## [Exercise objective]
Only lines with the string "PrimaryPaths" are wanted. Pull them out of the data.

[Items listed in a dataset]
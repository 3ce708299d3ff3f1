//! Shared utilities.

mod hash;

pub use hash::{content_hash, content_hash_hex};
//! Property-based tests for version comparison and EVR parsing.

use proptest::prelude::*;
use repodata_tools::version::{compare_dependency, rpmvercmp, DependencyOrder, Epoch, Evr};
use std::cmp::Ordering;

fn version_string() -> impl Strategy<Value = String> {
    prop::string::string_regex(r"[0-9a-z._~^+]{0,16}").unwrap()
}

proptest! {
    #![proptest_config(ProptestConfig::with_cases(500))]

    #[test]
    fn rpmvercmp_is_reflexive(v in version_string()) {
        prop_assert_eq!(rpmvercmp(v.as_bytes(), v.as_bytes()), Ordering::Equal);
    }

    #[test]
    fn rpmvercmp_is_antisymmetric(a in version_string(), b in version_string()) {
        let forward = rpmvercmp(a.as_bytes(), b.as_bytes());
        let backward = rpmvercmp(b.as_bytes(), a.as_bytes());
        prop_assert_eq!(forward, backward.reverse(), "{:?} vs {:?}", a, b);
    }

    #[test]
    fn tilde_sorts_before_release(base in "[0-9]{1,3}(\\.[0-9]{1,3}){0,2}", pre in "[a-z0-9]{1,5}") {
        let tilde = format!("{base}~{pre}");
        prop_assert_eq!(rpmvercmp(tilde.as_bytes(), base.as_bytes()), Ordering::Less);
    }

    #[test]
    fn evr_parse_doesnt_panic(bytes in prop::collection::vec(any::<u8>(), 0..64)) {
        let evr = Evr::parse(&bytes);
        let _ = evr.to_string();
        let _ = evr.epoch_or_default();
    }

    #[test]
    fn evr_parse_recovers_components(
        epoch in "[0-9]{1,3}",
        version in "[0-9a-z.]{1,10}",
        release in "[0-9a-z.]{1,10}",
    ) {
        let s = format!("{epoch}:{version}-{release}");
        let evr = Evr::parse(s.as_bytes());
        prop_assert_eq!(evr.epoch, Epoch::Numeric(epoch.as_bytes()));
        prop_assert_eq!(evr.version, Some(version.as_bytes()));
        prop_assert_eq!(evr.release, Some(release.as_bytes()));
        prop_assert!(evr.is_valid());
    }

    #[test]
    fn compare_dependency_doesnt_panic(a in "\\PC{0,40}", b in "\\PC{0,40}") {
        let _ = compare_dependency(a.as_bytes(), b.as_bytes());
    }

    #[test]
    fn compare_dependency_flips_with_arguments(
        a in "libc\\.so\\.6\\((GLIBC_[0-9]\\.[0-9]{1,2})?\\)(\\(64bit\\))?",
        b in "libc\\.so\\.6\\((GLIBC_[0-9]\\.[0-9]{1,2})?\\)(\\(64bit\\))?",
    ) {
        let expected = match compare_dependency(a.as_bytes(), b.as_bytes()) {
            DependencyOrder::FirstWins => DependencyOrder::SecondWins,
            DependencyOrder::SecondWins => DependencyOrder::FirstWins,
            other => other,
        };
        prop_assert_eq!(compare_dependency(b.as_bytes(), a.as_bytes()), expected);
    }
}
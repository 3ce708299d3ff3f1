//! `epoch:version-release` parsing.

use std::fmt;

/// Epoch component of a parsed EVR string.
#[derive(Debug, Clone, Copy, PartialEq, Eq)]
pub enum Epoch<'a> {
    /// No epoch, or an empty one (`:1.0`).
    Absent,
    /// All-digit epoch.
    Numeric(&'a [u8]),
    /// An epoch containing anything but ASCII digits.
    Invalid,
}

/// Borrowed view of an `epoch:version-release` string.
#[derive(Debug, Clone, Copy, PartialEq, Eq)]
pub struct Evr<'a> {
    pub epoch: Epoch<'a>,
    pub version: Option<&'a [u8]>,
    pub release: Option<&'a [u8]>,
}

impl<'a> Evr<'a> {
    /// Split an EVR string.
    ///
    /// The epoch is whatever precedes the first `:`, the release whatever
    /// follows the last `-`. Empty input parses to all-absent fields.
    ///
    /// ```
    /// use repodata_tools::version::{Epoch, Evr};
    ///
    /// let evr = Evr::parse(b"7:1.2-3");
    /// assert_eq!(evr.epoch, Epoch::Numeric(b"7"));
    /// assert_eq!(evr.version, Some(&b"1.2"[..]));
    /// assert_eq!(evr.release, Some(&b"3"[..]));
    ///
    /// assert_eq!(Evr::parse(b"x:1.2-3").epoch, Epoch::Invalid);
    /// ```
    #[must_use]
    pub fn parse(s: &'a [u8]) -> Self {
        if s.is_empty() {
            return Self {
                epoch: Epoch::Absent,
                version: None,
                release: None,
            };
        }

        let (epoch, rest) = match s.iter().position(|&c| c == b':') {
            Some(colon) => {
                let raw = &s[..colon];
                let epoch = if raw.is_empty() {
                    Epoch::Absent
                } else if raw.iter().all(u8::is_ascii_digit) {
                    Epoch::Numeric(raw)
                } else {
                    Epoch::Invalid
                };
                (epoch, &s[colon + 1..])
            }
            None => (Epoch::Absent, s),
        };

        let (version, release) = match rest.iter().rposition(|&c| c == b'-') {
            Some(dash) => (&rest[..dash], Some(&rest[dash + 1..])),
            None => (rest, None),
        };

        Self {
            epoch,
            version: Some(version),
            release,
        }
    }

    /// `false` only when an epoch was present and not numeric.
    #[must_use]
    pub const fn is_valid(&self) -> bool {
        !matches!(self.epoch, Epoch::Invalid)
    }

    /// The epoch as stored in a dependency: the digits when given, `0` when
    /// a version is present without one, absent for an empty string.
    #[must_use]
    pub fn epoch_or_default(&self) -> Option<&'a [u8]> {
        match (self.epoch, self.version) {
            (Epoch::Numeric(digits), _) => Some(digits),
            (Epoch::Absent, Some(_)) => Some(&b"0"[..]),
            _ => None,
        }
    }
}

impl fmt::Display for Evr<'_> {
    fn fmt(&self, f: &mut fmt::Formatter<'_>) -> fmt::Result {
        if let Some(epoch) = self.epoch_or_default() {
            write!(f, "{}:", String::from_utf8_lossy(epoch))?;
        }
        if let Some(version) = self.version {
            f.write_str(&String::from_utf8_lossy(version))?;
        }
        if let Some(release) = self.release {
            write!(f, "-{}", String::from_utf8_lossy(release))?;
        }
        Ok(())
    }
}
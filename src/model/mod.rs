//! The normalized package record and its parts.
//!
//! A [`PackageRecord`] owns a [`StringPool`]; files, dependencies and
//! changelog entries refer into it with [`PoolStr`] handles.
//! [`RecordDocument`] is the owned, sanitized form used for serialization.

mod changelog;
mod dependency;
mod document;
mod file;
mod pool;
mod record;

pub use changelog::ChangelogEntry;
pub use dependency::{Comparison, Dependencies, Dependency, DependencyKind};
pub use document::{
    ChangelogDocument, DependencyDocument, DependencyListDocument, FileDocument, RecordDocument,
};
pub use file::{FileKind, PackageFile};
pub use pool::{PoolStr, StringPool};
pub use record::PackageRecord;
pub(crate) use record::format_nevra;
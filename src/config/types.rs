//! Configuration types for repodata-tools.

use super::defaults::{DEFAULT_CHANGELOG_LIMIT, DEFAULT_INTERPRETER_PREFIX};
use crate::error::{RepodataError, Result};
use crate::normalize::{ChangelogLimit, ExtractOptions, Extractor, PrimaryPaths};
use crate::pipeline::OutputFormat;
use schemars::JsonSchema;
use serde::{Deserialize, Serialize};
use std::path::PathBuf;

// ============================================================================
// Unified Application Configuration
// ============================================================================

/// Top-level configuration, loaded from a config file and/or CLI arguments.
#[derive(Debug, Clone, Default, PartialEq, Eq, Serialize, Deserialize, JsonSchema)]
#[serde(default)]
pub struct AppConfig {
    /// What to extract from each header
    pub extract: ExtractConfig,
    /// Where and how to write the result
    pub output: OutputConfig,
}

impl AppConfig {
    /// Create a new `AppConfig` with default values.
    #[must_use]
    pub fn new() -> Self {
        Self::default()
    }

    /// Create an `AppConfig` builder.
    pub fn builder() -> AppConfigBuilder {
        AppConfigBuilder::default()
    }
}

// ============================================================================
// Builder for AppConfig
// ============================================================================

/// Builder for constructing `AppConfig` with fluent API.
#[derive(Debug, Default)]
#[must_use]
pub struct AppConfigBuilder {
    config: AppConfig,
}

impl AppConfigBuilder {
    /// Set the changelog limit (`-1` for unlimited).
    pub const fn changelog_limit(mut self, limit: i64) -> Self {
        self.config.extract.changelog_limit = limit;
        self
    }

    /// Load the header id.
    pub const fn load_header_id(mut self, load: bool) -> Self {
        self.config.extract.load_header_id = load;
        self
    }

    /// Load signature blobs.
    pub const fn load_signatures(mut self, load: bool) -> Self {
        self.config.extract.load_signatures = load;
        self
    }

    /// Set the interpreter prefix; empty disables the collapse.
    pub fn interpreter_prefix(mut self, prefix: impl Into<String>) -> Self {
        self.config.extract.interpreter_prefix = prefix.into();
        self
    }

    /// Add a primary path pattern.
    pub fn primary_pattern(mut self, pattern: impl Into<String>) -> Self {
        self.config.extract.primary_patterns.push(pattern.into());
        self
    }

    /// Set the output format.
    pub const fn output_format(mut self, format: OutputFormat) -> Self {
        self.config.output.format = format;
        self
    }

    /// Set the output file.
    pub fn output_file(mut self, file: Option<PathBuf>) -> Self {
        self.config.output.file = file;
        self
    }

    /// Only list primary files in file lists.
    pub const fn primary_only(mut self, primary_only: bool) -> Self {
        self.config.output.primary_only = primary_only;
        self
    }

    /// Build the configuration.
    #[must_use]
    pub fn build(self) -> AppConfig {
        self.config
    }
}

// ============================================================================
// Extraction Configuration
// ============================================================================

/// Extraction settings
#[derive(Debug, Clone, PartialEq, Eq, Serialize, Deserialize, JsonSchema)]
#[serde(default)]
pub struct ExtractConfig {
    /// Changelog entries to keep per package; `-1` keeps all
    pub changelog_limit: i64,
    /// Load the header id into each record
    pub load_header_id: bool,
    /// Load GPG/PGP signature blobs into each record
    pub load_signatures: bool,
    /// Requirements starting with this prefix collapse to the one with the
    /// highest symbol version; empty disables the collapse
    pub interpreter_prefix: String,
    /// Extra regular expressions for primary paths, on top of the standard
    /// rules
    #[serde(skip_serializing_if = "Vec::is_empty")]
    pub primary_patterns: Vec<String>,
}

impl Default for ExtractConfig {
    fn default() -> Self {
        Self {
            changelog_limit: DEFAULT_CHANGELOG_LIMIT,
            load_header_id: false,
            load_signatures: false,
            interpreter_prefix: DEFAULT_INTERPRETER_PREFIX.to_string(),
            primary_patterns: Vec::new(),
        }
    }
}

impl ExtractConfig {
    /// Options for a single extraction.
    #[must_use]
    pub fn to_options(&self) -> ExtractOptions {
        ExtractOptions {
            changelog_limit: ChangelogLimit::from_raw(self.changelog_limit),
            load_header_id: self.load_header_id,
            load_signatures: self.load_signatures,
            interpreter_prefix: self.interpreter_prefix.clone(),
        }
    }

    /// Primary path classifier with the configured extra patterns.
    pub fn classifier(&self) -> Result<PrimaryPaths> {
        PrimaryPaths::with_patterns(&self.primary_patterns)
            .map_err(|e| RepodataError::config(format!("invalid primary path pattern: {e}")))
    }

    /// Extractor for this configuration.
    pub fn extractor(&self) -> Result<Extractor> {
        Ok(Extractor::with_classifier(self.to_options(), self.classifier()?))
    }
}

// ============================================================================
// Output Configuration
// ============================================================================

/// Output-related configuration
#[derive(Debug, Clone, Default, PartialEq, Eq, Serialize, Deserialize, JsonSchema)]
#[serde(default)]
pub struct OutputConfig {
    /// Output format
    pub format: OutputFormat,
    /// Output file path (None for stdout)
    #[serde(skip_serializing_if = "Option::is_none")]
    pub file: Option<PathBuf>,
    /// List only primary files in file lists
    pub primary_only: bool,
}

#[cfg(test)]
mod tests {
    use super::*;

    #[test]
    fn test_builder() {
        let config = AppConfig::builder()
            .changelog_limit(-1)
            .load_header_id(true)
            .interpreter_prefix("ld-linux")
            .primary_pattern("^/opt/")
            .output_format(OutputFormat::Filelists)
            .primary_only(true)
            .build();

        assert_eq!(config.extract.changelog_limit, -1);
        assert!(config.extract.load_header_id);
        assert!(!config.extract.load_signatures);
        assert_eq!(config.extract.primary_patterns, vec!["^/opt/"]);
        assert_eq!(config.output.format, OutputFormat::Filelists);
        assert!(config.output.primary_only);
    }

    #[test]
    fn test_to_options() {
        let options = ExtractConfig {
            changelog_limit: -1,
            interpreter_prefix: String::new(),
            ..ExtractConfig::default()
        }
        .to_options();

        assert_eq!(options.changelog_limit, ChangelogLimit::Unlimited);
        assert!(options.interpreter_prefix.is_empty());
        assert_eq!(ExtractConfig::default().to_options(), ExtractOptions::default());
    }

    #[test]
    fn test_classifier_uses_patterns() {
        use crate::normalize::PathClassifier;

        let config = AppConfig::builder().primary_pattern("^/opt/app/").build();
        let classifier = config.extract.classifier().unwrap();
        assert!(classifier.is_primary(b"/opt/app/data"));
        assert!(classifier.is_primary(b"/usr/bin/ls"));
        assert!(!classifier.is_primary(b"/usr/share/doc/README"));

        let broken = AppConfig::builder().primary_pattern("(").build();
        assert!(broken.extract.classifier().is_err());
    }

    #[test]
    fn test_yaml_defaults_fill_missing_fields() {
        let config: AppConfig = serde_yaml::from_str("extract:\n  load_signatures: true\n").unwrap();
        assert!(config.extract.load_signatures);
        assert_eq!(config.extract.changelog_limit, DEFAULT_CHANGELOG_LIMIT);
        assert_eq!(config.output, OutputConfig::default());
    }
}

## [Response box]
use crate::normalize::{ChangelogLimit, ExtractOptions, Extractor, PrimaryPaths};
    pub fn classifier(&self) -> Result<PrimaryPaths> {
        PrimaryPaths::with_patterns(&self.primary_patterns)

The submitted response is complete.